═══ GIVEN DATA ═══

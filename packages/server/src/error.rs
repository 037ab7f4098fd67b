use std::collections::BTreeMap;

use axum::{
    Json,
    http::StatusCode,
    response::{IntoResponse, Response},
};
use common::storage::StorageError;
use sea_orm::DbErr;
use serde::Serialize;

/// Structured error response returned by all endpoints on failure.
#[derive(Serialize, utoipa::ToSchema)]
pub struct ErrorBody {
    /// Machine-readable error code. One of: `VALIDATION_ERROR`, `CONFLICT`,
    /// `NOT_AUTHENTICATED`, `SESSION_INVALID`, `INVALID_CREDENTIALS`, `CSRF_FAILED`,
    /// `NOT_FOUND`, `INTERNAL_ERROR`.
    #[schema(example = "VALIDATION_ERROR")]
    pub code: &'static str,
    /// Human-readable error description.
    #[schema(example = "Passwords do not match")]
    pub message: String,
    /// Per-field messages for request validation failures.
    #[serde(skip_serializing_if = "Option::is_none")]
    #[schema(example = json!({"password_confirm": ["Passwords do not match"]}))]
    pub fields: Option<BTreeMap<String, Vec<String>>>,
}

/// Field-level validation messages collected while checking a request body.
#[derive(Debug, Default, PartialEq)]
pub struct FieldErrors(BTreeMap<String, Vec<String>>);

impl FieldErrors {
    pub fn new() -> Self {
        Self::default()
    }

    pub fn add(&mut self, field: &str, message: impl Into<String>) {
        self.0
            .entry(field.to_string())
            .or_default()
            .push(message.into());
    }

    pub fn is_empty(&self) -> bool {
        self.0.is_empty()
    }

    pub fn contains(&self, field: &str) -> bool {
        self.0.contains_key(field)
    }

    /// `Ok(())` when nothing was recorded, otherwise `AppError::InvalidFields`.
    pub fn into_result(self) -> Result<(), AppError> {
        if self.is_empty() {
            Ok(())
        } else {
            Err(AppError::InvalidFields(self))
        }
    }
}

/// Application-level error type.
#[derive(Debug)]
pub enum AppError {
    Validation(String),
    InvalidFields(FieldErrors),
    /// A uniqueness rule was violated (duplicate username, application, review...).
    Conflict(String),
    TokenMissing,
    TokenInvalid,
    InvalidCredentials,
    CsrfFailed,
    /// Missing resources and resources owned by someone else both map here.
    NotFound(String),
    Internal(String),
}

impl AppError {
    fn status_and_body(self) -> (StatusCode, ErrorBody) {
        let (status, code, message, fields) = match self {
            AppError::Validation(msg) => (StatusCode::BAD_REQUEST, "VALIDATION_ERROR", msg, None),
            AppError::InvalidFields(FieldErrors(fields)) => {
                let message = fields
                    .iter()
                    .next()
                    .and_then(|(_, msgs)| msgs.first().cloned())
                    .unwrap_or_else(|| "Invalid request".into());
                (
                    StatusCode::BAD_REQUEST,
                    "VALIDATION_ERROR",
                    message,
                    Some(fields),
                )
            }
            AppError::Conflict(msg) => (StatusCode::BAD_REQUEST, "CONFLICT", msg, None),
            AppError::TokenMissing => (
                StatusCode::UNAUTHORIZED,
                "NOT_AUTHENTICATED",
                "Authentication required".into(),
                None,
            ),
            AppError::TokenInvalid => (
                StatusCode::UNAUTHORIZED,
                "SESSION_INVALID",
                "Session is invalid or has expired".into(),
                None,
            ),
            AppError::InvalidCredentials => (
                StatusCode::UNAUTHORIZED,
                "INVALID_CREDENTIALS",
                "Invalid username or password".into(),
                None,
            ),
            AppError::CsrfFailed => (
                StatusCode::FORBIDDEN,
                "CSRF_FAILED",
                "CSRF token missing or incorrect".into(),
                None,
            ),
            AppError::NotFound(msg) => (StatusCode::NOT_FOUND, "NOT_FOUND", msg, None),
            AppError::Internal(detail) => {
                tracing::error!("Internal error: {}", detail);
                (
                    StatusCode::INTERNAL_SERVER_ERROR,
                    "INTERNAL_ERROR",
                    "An unexpected error occurred".into(),
                    None,
                )
            }
        };
        (
            status,
            ErrorBody {
                code,
                message,
                fields,
            },
        )
    }
}

impl IntoResponse for AppError {
    fn into_response(self) -> Response {
        let (status, body) = self.status_and_body();
        (status, Json(body)).into_response()
    }
}

impl From<DbErr> for AppError {
    fn from(err: DbErr) -> Self {
        AppError::Internal(err.to_string())
    }
}

impl From<StorageError> for AppError {
    fn from(err: StorageError) -> Self {
        match err {
            StorageError::SizeLimitExceeded { .. } | StorageError::InvalidKey(_) => {
                AppError::Validation(err.to_string())
            }
            StorageError::NotFound(_) => AppError::NotFound("File not found".into()),
            StorageError::Io(e) => AppError::Internal(format!("Storage IO error: {e}")),
        }
    }
}

/// Map a unique-constraint violation on insert/update to `Conflict(message)`.
pub fn conflict_on_unique(err: DbErr, message: &str) -> AppError {
    match err.sql_err() {
        Some(sea_orm::SqlErr::UniqueConstraintViolation(detail)) => {
            tracing::debug!(%detail, "Unique constraint rejected write");
            AppError::Conflict(message.to_string())
        }
        _ => AppError::from(err),
    }
}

═══

■ YOUR TASK
Your answer must be the lines from the first line of the records through the line containing "Machine-readable error code.", copied exactly.

■ WRITTEN ANSWER
filename packages/server/src/error.rs
repository 037ab7f4098fd67b
use std::collections::BTreeMap;

use axum::{
    Json,
    http::StatusCode,
    response::{IntoResponse, Response},
};
use common::storage::StorageError;
use sea_orm::DbErr;
use serde::Serialize;

/// Structured error response returned by all endpoints on failure.
#[derive(Serialize, utoipa::ToSchema)]
pub struct ErrorBody {
    /// Machine-readable error code. One of: `VALIDATION_ERROR`, `CONFLICT`,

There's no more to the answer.